とりあえずこの状況へ言及させようと、口を開けようとした瞬間
「『睡眠』!」
意識が睡魔に持っていかれた。
──次に目を覚ましたのが、何時かは知らない。
いかに装備で魔法への耐性があると言っても、魔力バカのルーンの全力睡眠魔法だ。俺でも長い時間寝ていたかもしれない。
「……まあそれはいい。これはどういう状況?」
「レイがベッドの上に縛り付けられてる」
「そういうことではなく」
……大まかにはルーンが言った状況だ。
俺が、装備のコートのとこだけ脱がされて、ベッドの上に、無駄に強靭な紐で縛られている。
何だ?これは俺への宣戦布告と受け取っていいのか?
「テル、もしくはセル。説明よろしく」
「笑顔が怖い!」
「えっと……。とりあえず、笑顔やめてください。すごく怖いです」
この二人も共犯だ。テル、明日のトレーニング、期待しとけ?
セルもこんなことするのか。意外だが、俺らと同年代だしな。
そこで、ようやくルーンが今日の経緯を話した。
「レイってさ。あんまり、っていうか全く女の子っぽいことしないよね。どちらかというとオヤジくさいじゃん?」
「傷つくんだけど」
「スカートも穿かないし、髪も結ばないし。それでさ、思ったわけだよ。『たまには全力で女の子させてみない?』って」
──そこまで言われて、俺は今から何をされるのか察してしまった。
身体強化も使って脱出を試みるが、紐はびくともしない。
「こ、この紐どうなってんだよ!?」
「フッフッフ。無駄無駄ー。魔力を込めて編まれた紐だからね。本気で破壊しようとしたら、反動でベッド壊れちゃうよー?」
こいつ、こういうところだけ用意周到だな。
宿のベッドを壊すのはマズイ。弁償できなくはないけど、財布的に痛い。
「……俺に何をしろと?」
「決まってるでしょ?じゃじゃーん!昼間厳選した服、全5着!あんまり使いすぎると副団長に怒られちゃうからね。このくらいにしといておいたよ」
並べられた服は、一言で言えば可愛い系の服。ギリギリおしゃれと言えるが、お嬢様っぽいのや、原宿っぽいのもある。
これを俺に着ろと?ムリムリ!
(クッソ、何でこの世界は服の種類だけ豊富なんだよ!この時代設定ならこんな服ないだろ!……まあ、5着くらいなら無我の境地でなんとか……)

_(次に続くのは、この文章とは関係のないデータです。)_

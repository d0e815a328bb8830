// Copyright © 2025 inboxsync.dev
// Licensed under InboxSync License Agreement v1.0
// Unauthorized copying, modification, or distribution is prohibited.

use crate::modules::error::{code::ErrorCode, InboxSyncResult};
use crate::raise_error;
use clap::{builder::ValueParser, Parser};
use std::{collections::HashSet, sync::LazyLock};
use url::Url;

#[cfg(not(test))]
pub static SETTINGS: LazyLock<Settings> = LazyLock::new(Settings::parse);

#[cfg(test)]
pub static SETTINGS: LazyLock<Settings> = LazyLock::new(Settings::new_for_test);

#[derive(Debug, Parser)]
#[clap(
    name = "inboxsync",
    about = "Synchronizes an organization's Gmail mailbox into a member-aware inbox store,
    matching each message's correspondents against the member directory.",
    version = env!("CARGO_PKG_VERSION")
)]
pub struct Settings {
    /// inboxsync log level (default: "info")
    #[clap(
        long,
        default_value = "info",
        env,
        help = "Set the log level for inboxsync"
    )]
    pub inboxsync_log_level: String,

    /// Enable ANSI logs (default: true)
    #[clap(long, default_value = "true", env, help = "Enable ANSI formatted logs")]
    pub inboxsync_ansi_logs: bool,

    /// inboxsync HTTP port (default: 15730)
    #[clap(
        long,
        default_value = "15730",
        env,
        help = "Set the HTTP port for inboxsync"
    )]
    pub inboxsync_http_port: i32,

    /// The IP address the service binds to, in IPv4 format (e.g., 192.168.1.1).
    #[clap(
        long,
        env,
        default_value = "0.0.0.0",
        help = "The IP address that the service binds to, in IPv4 format (e.g., 192.168.1.1).",
        value_parser = ValueParser::new(|s: &str| {
            if s.parse::<std::net::Ipv4Addr>().is_err() {
                return Err("The bind IP address must be a valid IPv4 address.".to_string());
            }

            Ok(s.to_string())
        })
    )]
    pub inboxsync_bind_ip: Option<String>,

    /// CORS allowed origins (default: "*")
    #[clap(
        long,
        default_value = "*",
        env,
        help = "Set the allowed CORS origins (comma-separated list, e.g., \"https://example.com, https://another.com\")",
        value_parser = ValueParser::new(|s: &str| -> Result<HashSet<String>, String> {
            let set: HashSet<String> = s.split(',')
                .map(|origin| origin.trim().to_string())
                .filter(|origin| !origin.is_empty())
                .collect();
            Ok(set)
        })
    )]
    pub inboxsync_cors_origins: HashSet<String>,

    /// CORS max age in seconds (default: 86400)
    #[clap(
        long,
        default_value = "86400",
        env,
        help = "Set the CORS max age in seconds"
    )]
    pub inboxsync_cors_max_age: i32,

    /// OAuth2 client id for the Gmail refresh-token grant. Required.
    #[clap(
        long,
        env,
        help = "Set the OAuth2 client id used for the Gmail refresh-token grant"
    )]
    pub inboxsync_gmail_client_id: Option<String>,

    /// OAuth2 client secret for the Gmail refresh-token grant. Required.
    #[clap(
        long,
        env,
        help = "Set the OAuth2 client secret used for the Gmail refresh-token grant"
    )]
    pub inboxsync_gmail_client_secret: Option<String>,

    /// Long-lived refresh token for the synchronized mailbox. Required.
    #[clap(
        long,
        env,
        help = "Set the long-lived Gmail refresh token for the synchronized mailbox"
    )]
    pub inboxsync_gmail_refresh_token: Option<String>,

    /// Gmail user id of the synchronized mailbox (default: "me")
    #[clap(
        long,
        default_value = "me",
        env,
        help = "Set the Gmail user id of the synchronized mailbox"
    )]
    pub inboxsync_gmail_user: String,

    /// Messages requested per Gmail list page (default: 100)
    #[clap(
        long,
        default_value = "100",
        env,
        help = "Set the number of messages requested per Gmail list page (1-500)",
        value_parser = ValueParser::new(|s: &str| -> Result<u32, String> {
            let size: u32 = s
                .parse()
                .map_err(|_| "The page size must be a number.".to_string())?;
            if !(1..=500).contains(&size) {
                return Err("The page size must be between 1 and 500.".to_string());
            }
            Ok(size)
        })
    )]
    pub inboxsync_page_size: u32,

    /// Base URL of the inbox store (PostgREST endpoint). Required.
    #[clap(
        long,
        env,
        help = "Set the base URL of the inbox store (PostgREST endpoint)"
    )]
    pub inboxsync_store_url: Option<Url>,

    /// Service role key used to authenticate against the inbox store. Required.
    #[clap(
        long,
        env,
        help = "Set the service role key used to authenticate against the inbox store"
    )]
    pub inboxsync_store_service_key: Option<String>,
}

impl Settings {
    /// Checks every credential the pipeline cannot run without. Called once
    /// at startup so a misconfigured deployment fails before serving.
    pub fn validate(&self) -> InboxSyncResult<()> {
        self.gmail_client_id()?;
        self.gmail_client_secret()?;
        self.gmail_refresh_token()?;
        self.store_url()?;
        self.store_service_key()?;
        Ok(())
    }

    pub fn gmail_client_id(&self) -> InboxSyncResult<&str> {
        required(
            self.inboxsync_gmail_client_id.as_deref(),
            "inboxsync_gmail_client_id",
        )
    }

    pub fn gmail_client_secret(&self) -> InboxSyncResult<&str> {
        required(
            self.inboxsync_gmail_client_secret.as_deref(),
            "inboxsync_gmail_client_secret",
        )
    }

    pub fn gmail_refresh_token(&self) -> InboxSyncResult<&str> {
        required(
            self.inboxsync_gmail_refresh_token.as_deref(),
            "inboxsync_gmail_refresh_token",
        )
    }

    pub fn store_url(&self) -> InboxSyncResult<&Url> {
        self.inboxsync_store_url.as_ref().ok_or_else(|| {
            raise_error!(
                "'inboxsync_store_url' is not configured. Set it via environment variable or command line flag.".into(),
                ErrorCode::MissingConfiguration
            )
        })
    }

    pub fn store_service_key(&self) -> InboxSyncResult<&str> {
        required(
            self.inboxsync_store_service_key.as_deref(),
            "inboxsync_store_service_key",
        )
    }

    #[cfg(test)]
    fn new_for_test() -> Self {
        Self {
            inboxsync_log_level: "info".to_string(),
            inboxsync_ansi_logs: false,
            inboxsync_http_port: 15730,
            inboxsync_bind_ip: Default::default(),
            inboxsync_cors_origins: Default::default(),
            inboxsync_cors_max_age: 86400,
            inboxsync_gmail_client_id: Some("test-client-id".into()),
            inboxsync_gmail_client_secret: Some("test-client-secret".into()),
            inboxsync_gmail_refresh_token: Some("test-refresh-token".into()),
            inboxsync_gmail_user: "me".into(),
            inboxsync_page_size: 100,
            inboxsync_store_url: Some("http://localhost:54321".parse().unwrap()),
            inboxsync_store_service_key: Some("test-service-key".into()),
        }
    }
}

fn required<'a>(value: Option<&'a str>, name: &str) -> InboxSyncResult<&'a str> {
    value.filter(|v| !v.trim().is_empty()).ok_or_else(|| {
        raise_error!(
            format!("'{name}' is not configured. Set it via environment variable or command line flag."),
            ErrorCode::MissingConfiguration
        )
    })
}

#[cfg(test)]
mod tests {
    use super::Settings;

    #[test]
    fn validate_passes_with_full_credentials() {
        let settings = Settings::new_for_test();
        assert!(settings.validate().is_ok());
    }

    #[test]
    fn validate_rejects_missing_refresh_token() {
        let mut settings = Settings::new_for_test();
        settings.inboxsync_gmail_refresh_token = None;
        let error = settings.validate().unwrap_err();
        assert!(error.to_string().contains("inboxsync_gmail_refresh_token"));
    }

    #[test]
    fn validate_rejects_blank_service_key() {
        let mut settings = Settings::new_for_test();
        settings.inboxsync_store_service_key = Some("   ".into());
        assert!(settings.validate().is_err());
    }
}
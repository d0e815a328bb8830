// Copyright © 2025 inboxsync.dev
// Licensed under InboxSync License Agreement v1.0
// Unauthorized copying, modification, or distribution is prohibited.

use serde::{Deserialize, Serialize};

#[derive(Debug, Clone, Serialize, Deserialize, Default)]
pub struct MessageIndex {
    pub id: String,
    #[serde(rename = "threadId")]
    #[serde(default, skip_serializing_if = "Option::is_none")]
    pub thread_id: Option<String>,
}

#[derive(Debug, Clone, Serialize, Deserialize, Default)]
pub struct MessageList {
    #[serde(default, skip_serializing_if = "Option::is_none")]
    pub messages: Option<Vec<MessageIndex>>,
    #[serde(rename = "nextPageToken")]
    #[serde(default, skip_serializing_if = "Option::is_none")]
    pub next_page_token: Option<String>,
    #[serde(rename = "resultSizeEstimate")]
    #[serde(default, skip_serializing_if = "Option::is_none")]
    pub result_size_estimate: Option<i64>,
}

/// Metadata-format message as the Gmail API returns it. Everything past
/// the identifier is optional: the API omits fields freely and header
/// coverage depends on what the sender set.
#[derive(Debug, Clone, Serialize, Deserialize, Default)]
pub struct MessageMeta {
    pub id: String,
    #[serde(rename = "threadId")]
    #[serde(default, skip_serializing_if = "Option::is_none")]
    pub thread_id: Option<String>,
    #[serde(rename = "historyId")]
    #[serde(default, skip_serializing_if = "Option::is_none")]
    pub history_id: Option<String>,
    #[serde(rename = "internalDate")]
    #[serde(default, skip_serializing_if = "Option::is_none")]
    pub internal_date: Option<String>,
    #[serde(rename = "labelIds")]
    #[serde(default, skip_serializing_if = "Vec::is_empty")]
    pub label_ids: Vec<String>,
    #[serde(default, skip_serializing_if = "Option::is_none")]
    pub snippet: Option<String>,
    #[serde(default)]
    pub payload: Payload,
}

#[derive(Debug, Clone, Serialize, Deserialize, Default)]
pub struct Payload {
    #[serde(rename = "mimeType")]
    #[serde(default, skip_serializing_if = "Option::is_none")]
    pub mime_type: Option<String>,
    #[serde(default, skip_serializing_if = "Vec::is_empty")]
    pub headers: Vec<Header>,
}

#[derive(Debug, Clone, Serialize, Deserialize, Default)]
pub struct Header {
    pub name: String,
    pub value: String,
}

impl MessageMeta {
    /// First header whose name matches case-insensitively, or nothing.
    pub fn header(&self, name: &str) -> Option<&str> {
        self.payload
            .headers
            .iter()
            .find(|header| header.name.eq_ignore_ascii_case(name))
            .map(|header| header.value.as_str())
    }
}
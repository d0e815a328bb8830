// Copyright © 2025 inboxsync.dev
// Licensed under InboxSync License Agreement v1.0
// Unauthorized copying, modification, or distribution is prohibited.

use chrono::{DateTime, TimeZone, Utc};
use serde::{Deserialize, Serialize};

use crate::modules::envelope::{first_email_address, parse_email_addresses};
use crate::modules::gmail::model::MessageMeta;
use crate::modules::member::resolve_member_id;
use crate::modules::store::InboxStore;

/// Sender value persisted when the From header carries nothing usable.
pub const UNKNOWN_SENDER: &str = "unknown@unknown";
/// Recipient value persisted when the To header carries nothing usable.
pub const UNDISCLOSED_RECIPIENTS: &str = "undisclosed-recipients:;";
/// Subject persisted when the header is absent.
pub const MISSING_SUBJECT: &str = "(no subject)";

const UNREAD_LABEL: &str = "UNREAD";

/// One synchronized message as the store persists it. Keyed on
/// `gmail_message_id`, so re-running the pipeline overwrites rather than
/// duplicates.
#[derive(Debug, Clone, PartialEq, Serialize, Deserialize)]
pub struct InboxRecord {
    pub gmail_message_id: String,
    pub gmail_thread_id: String,
    pub history_id: Option<String>,
    pub snippet: Option<String>,
    pub subject: String,
    pub from_address: String,
    pub to_address: String,
    pub cc_address: Option<String>,
    pub message_id: String,
    pub references_header: Option<String>,
    pub in_reply_to: Option<String>,
    pub date: DateTime<Utc>,
    pub label_ids: Vec<String>,
    pub is_read: bool,
    pub member_id: Option<String>,
    pub synced_at: DateTime<Utc>,
}

/// Assembles the persisted record for one fetched message.
///
/// Never fails: unparseable dates fall through the timestamp chain, and an
/// unresolvable sender leaves `member_id` to the forced override or empty.
/// The member lookup is the only side effect.
pub async fn build_inbox_record<S: InboxStore>(
    store: &S,
    message: &MessageMeta,
    forced_member_id: Option<&str>,
) -> InboxRecord {
    let from_address = message.header("From").and_then(first_email_address);
    let member_id = resolve_member_id(store, from_address.as_deref())
        .await
        .or_else(|| forced_member_id.map(str::to_owned));

    InboxRecord {
        gmail_message_id: message.id.clone(),
        gmail_thread_id: message
            .thread_id
            .clone()
            .unwrap_or_else(|| message.id.clone()),
        history_id: message.history_id.clone(),
        snippet: message.snippet.clone(),
        subject: message
            .header("Subject")
            .map(str::to_owned)
            .unwrap_or_else(|| MISSING_SUBJECT.to_owned()),
        from_address: from_address.unwrap_or_else(|| UNKNOWN_SENDER.to_owned()),
        to_address: join_address_list(message.header("To"))
            .unwrap_or_else(|| UNDISCLOSED_RECIPIENTS.to_owned()),
        cc_address: join_address_list(message.header("Cc")),
        message_id: message
            .header("Message-ID")
            .map(str::to_owned)
            .unwrap_or_else(|| message.id.clone()),
        references_header: message.header("References").map(str::to_owned),
        in_reply_to: message.header("In-Reply-To").map(str::to_owned),
        date: resolve_message_date(message),
        label_ids: message.label_ids.clone(),
        is_read: !message.label_ids.iter().any(|label| label == UNREAD_LABEL),
        member_id,
        synced_at: Utc::now(),
    }
}

/// Comma-joined normalized addresses, else the raw trimmed header, else
/// nothing.
fn join_address_list(raw: Option<&str>) -> Option<String> {
    let raw = raw?;
    let parsed = parse_email_addresses(raw);
    if !parsed.is_empty() {
        return Some(parsed.join(", "));
    }
    let trimmed = raw.trim();
    (!trimmed.is_empty()).then(|| trimmed.to_owned())
}

/// Date header, else the provider's internal timestamp, else the current
/// instant. Candidates that fail to parse are skipped.
fn resolve_message_date(message: &MessageMeta) -> DateTime<Utc> {
    if let Some(raw) = message.header("Date") {
        if let Ok(parsed) = DateTime::parse_from_rfc2822(raw) {
            return parsed.with_timezone(&Utc);
        }
    }

    if let Some(millis) = message
        .internal_date
        .as_deref()
        .and_then(|raw| raw.parse::<i64>().ok())
    {
        if let Some(parsed) = Utc.timestamp_millis_opt(millis).single() {
            return parsed;
        }
    }

    Utc::now()
}

#[cfg(test)]
mod tests {
    use super::{
        build_inbox_record, MISSING_SUBJECT, UNDISCLOSED_RECIPIENTS, UNKNOWN_SENDER,
    };
    use crate::modules::gmail::model::{Header, MessageMeta, Payload};
    use crate::modules::store::testing::MockStore;
    use chrono::{TimeZone, Utc};

    fn message(headers: &[(&str, &str)]) -> MessageMeta {
        MessageMeta {
            id: "msg-123".into(),
            thread_id: Some("thread-456".into()),
            history_id: Some("789".into()),
            internal_date: Some("1694692800000".into()),
            label_ids: vec!["INBOX".into()],
            snippet: Some("Snippet text".into()),
            payload: Payload {
                mime_type: None,
                headers: headers
                    .iter()
                    .map(|(name, value)| Header {
                        name: (*name).into(),
                        value: (*value).into(),
                    })
                    .collect(),
            },
        }
    }

    fn full_message() -> MessageMeta {
        message(&[
            ("Subject", "Test Subject"),
            ("From", "Alice <alice@example.com>"),
            ("To", "Bob <bob@example.com>"),
            ("Cc", "cc@example.com"),
            ("Bcc", "bcc@example.com"),
            ("Date", "Thu, 14 Sep 2023 12:00:00 +0000"),
            ("Message-ID", "<message@example.com>"),
            ("References", "<ref@example.com>"),
            ("In-Reply-To", "<reply@example.com>"),
        ])
    }

    #[tokio::test]
    async fn builds_full_record_with_resolved_member() {
        let store = MockStore::with_member("alice@example.com", "member-123");
        let record = build_inbox_record(&store, &full_message(), None).await;

        assert_eq!(record.gmail_message_id, "msg-123");
        assert_eq!(record.gmail_thread_id, "thread-456");
        assert_eq!(record.history_id.as_deref(), Some("789"));
        assert_eq!(record.snippet.as_deref(), Some("Snippet text"));
        assert_eq!(record.subject, "Test Subject");
        assert_eq!(record.from_address, "alice@example.com");
        assert_eq!(record.to_address, "bob@example.com");
        assert_eq!(record.cc_address.as_deref(), Some("cc@example.com"));
        assert_eq!(record.message_id, "<message@example.com>");
        assert_eq!(record.references_header.as_deref(), Some("<ref@example.com>"));
        assert_eq!(record.in_reply_to.as_deref(), Some("<reply@example.com>"));
        assert_eq!(
            record.date,
            Utc.with_ymd_and_hms(2023, 9, 14, 12, 0, 0).unwrap()
        );
        assert_eq!(record.label_ids, vec!["INBOX".to_string()]);
        assert!(record.is_read);
        assert_eq!(record.member_id.as_deref(), Some("member-123"));
    }

    #[tokio::test]
    async fn missing_headers_get_documented_defaults() {
        let store = MockStore::default();
        let mut bare = message(&[]);
        bare.thread_id = None;
        bare.internal_date = None;
        bare.label_ids.clear();
        bare.snippet = None;

        let before = Utc::now();
        let record = build_inbox_record(&store, &bare, None).await;
        let after = Utc::now();

        assert_eq!(record.gmail_thread_id, "msg-123");
        assert_eq!(record.subject, MISSING_SUBJECT);
        assert_eq!(record.from_address, UNKNOWN_SENDER);
        assert_eq!(record.to_address, UNDISCLOSED_RECIPIENTS);
        assert_eq!(record.cc_address, None);
        assert_eq!(record.message_id, "msg-123");
        assert_eq!(record.references_header, None);
        assert_eq!(record.in_reply_to, None);
        assert!(record.date >= before && record.date <= after);
        assert!(record.is_read);
        assert_eq!(record.member_id, None);
    }

    #[tokio::test]
    async fn unparseable_date_falls_back_to_internal_timestamp() {
        let store = MockStore::default();
        let msg = message(&[("Date", "not a date")]);

        let record = build_inbox_record(&store, &msg, None).await;

        // 1694692800000 ms = 2023-09-14T12:00:00Z
        assert_eq!(
            record.date,
            Utc.with_ymd_and_hms(2023, 9, 14, 12, 0, 0).unwrap()
        );
    }

    #[tokio::test]
    async fn date_header_wins_over_internal_timestamp() {
        let store = MockStore::default();
        let msg = message(&[("Date", "Fri, 15 Sep 2023 08:30:00 +0200")]);

        let record = build_inbox_record(&store, &msg, None).await;

        assert_eq!(
            record.date,
            Utc.with_ymd_and_hms(2023, 9, 15, 6, 30, 0).unwrap()
        );
    }

    #[tokio::test]
    async fn to_chain_lowercases_addressless_header_text() {
        let store = MockStore::default();
        let msg = message(&[("To", "  Undisclosed recipients:;  ")]);

        let record = build_inbox_record(&store, &msg, None).await;

        assert_eq!(record.to_address, "undisclosed recipients:;");
    }

    #[tokio::test]
    async fn unread_label_marks_record_unread() {
        let store = MockStore::default();
        let mut msg = message(&[]);
        msg.label_ids = vec!["INBOX".into(), "UNREAD".into()];

        let record = build_inbox_record(&store, &msg, None).await;

        assert!(!record.is_read);
    }

    #[tokio::test]
    async fn forced_override_fills_unresolved_member() {
        let store = MockStore::default();
        let record = build_inbox_record(&store, &full_message(), Some("member-9")).await;
        assert_eq!(record.member_id.as_deref(), Some("member-9"));
    }

    #[tokio::test]
    async fn resolved_member_beats_forced_override() {
        let store = MockStore::with_member("alice@example.com", "member-123");
        let record = build_inbox_record(&store, &full_message(), Some("member-9")).await;
        assert_eq!(record.member_id.as_deref(), Some("member-123"));
    }

    #[tokio::test]
    async fn lookup_error_leaves_member_unresolved() {
        let store = MockStore {
            fail_lookups: true,
            ..Default::default()
        };
        let record = build_inbox_record(&store, &full_message(), None).await;
        assert_eq!(record.member_id, None);
    }
}
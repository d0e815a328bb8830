// Copyright © 2025 inboxsync.dev
// Licensed under InboxSync License Agreement v1.0
// Unauthorized copying, modification, or distribution is prohibited.

use tracing::{info, warn};

use crate::modules::store::InboxStore;

/// Maps a normalized sender address onto a member identifier.
///
/// Resolution is best-effort by design: a store error must not take the
/// message down with it, so every failure collapses to "unresolved" and the
/// record is persisted without a member.
pub async fn resolve_member_id<S: InboxStore>(store: &S, address: Option<&str>) -> Option<String> {
    let address = address?;

    match store.find_member_by_address(address).await {
        Ok(Some(member)) => {
            info!(member_id = %member.id, address = %address, "resolved member for address");
            Some(member.id)
        }
        Ok(None) => {
            info!(address = %address, "no member matches address");
            None
        }
        Err(error) => {
            warn!(address = %address, error = %error, "failed to resolve member for address");
            None
        }
    }
}

#[cfg(test)]
mod tests {
    use super::resolve_member_id;
    use crate::modules::store::testing::MockStore;

    #[tokio::test]
    async fn resolves_matching_member() {
        let store = MockStore::with_member("alice@example.com", "member-123");
        let member = resolve_member_id(&store, Some("alice@example.com")).await;
        assert_eq!(member.as_deref(), Some("member-123"));
    }

    #[tokio::test]
    async fn unknown_address_is_unresolved() {
        let store = MockStore::default();
        assert_eq!(resolve_member_id(&store, Some("ghost@example.com")).await, None);
    }

    #[tokio::test]
    async fn lookup_error_is_unresolved_not_fatal() {
        let store = MockStore {
            fail_lookups: true,
            ..Default::default()
        };
        assert_eq!(resolve_member_id(&store, Some("alice@example.com")).await, None);
    }

    #[tokio::test]
    async fn missing_address_short_circuits_without_lookup() {
        let store = MockStore {
            fail_lookups: true,
            ..Default::default()
        };
        assert_eq!(resolve_member_id(&store, None).await, None);
        assert_eq!(store.lookup_count(), 0);
    }
}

「でも5着じゃ味気ないでしょ?だから、私の持ってきた服と、セルさんの服!これだけあれば大丈夫!」
「私の服で良ければ、どうぞ?」
「どうぞ?じゃない!こんな悪ふざけに付き合うなよ!」
「私もレイの可愛いとこが見たい」
「私も……少しだけ」
ダメだ、とりつく島もない。
これで合計15着。もうムリだ。無我とか意味ない。つか無我ってなんだよ。できないだろそんなこと!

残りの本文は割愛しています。